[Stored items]
+ + + +

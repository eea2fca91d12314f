//! Environment variable expansion for configuration strings.
//!
//! Supports:
//! - `${VAR}` - expands to the value of VAR, errors if unset
//! - `${VAR:-default}` - expands to VAR if set, otherwise uses default

use crate::ConfigError;

/// Expand environment variable references in a string.
///
/// Returns the original string unchanged if no `${}` patterns are present.
pub(crate) fn expand_env(value: &str, field: &str) -> Result<String, ConfigError> {
    // Fast path: no expansion needed
    if !value.contains("${") {
        return Ok(value.to_owned());
    }

    shellexpand::env_with_context(value, |var| -> Result<Option<String>, LookupError> {
        match std::env::var(var) {
            Ok(val) => Ok(Some(val)),
            Err(_) => Err(LookupError {
                var_name: var.to_owned(),
            }),
        }
    })
    .map(std::borrow::Cow::into_owned)
    .map_err(|e| ConfigError::EnvVar {
        field: field.to_owned(),
        message: format!("${{{0}}} not set", e.cause.var_name),
    })
}

/// Error returned when environment variable lookup fails.
struct LookupError {
    var_name: String,
}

+ + + +

DESCRIPTION OF THE TASK> Give the records again, unchanged and complete.

RESULT>
repository eea2fca91d12314f
//! Environment variable expansion for configuration strings.
//!
//! Supports:
//! - `${VAR}` - expands to the value of VAR, errors if unset
//! - `${VAR:-default}` - expands to VAR if set, otherwise uses default

use crate::ConfigError;

/// Expand environment variable references in a string.
///
/// Returns the original string unchanged if no `${}` patterns are present.
pub(crate) fn expand_env(value: &str, field: &str) -> Result<String, ConfigError> {
    // Fast path: no expansion needed
    if !value.contains("${") {
        return Ok(value.to_owned());
    }

    shellexpand::env_with_context(value, |var| -> Result<Option<String>, LookupError> {
        match std::env::var(var) {
            Ok(val) => Ok(Some(val)),
            Err(_) => Err(LookupError {
                var_name: var.to_owned(),
            }),
        }
    })
    .map(std::borrow::Cow::into_owned)
    .map_err(|e| ConfigError::EnvVar {
        field: field.to_owned(),
        message: format!("${{{0}}} not set", e.cause.var_name),
    })
}

/// Error returned when environment variable lookup fails.
struct LookupError {
    var_name: String,
}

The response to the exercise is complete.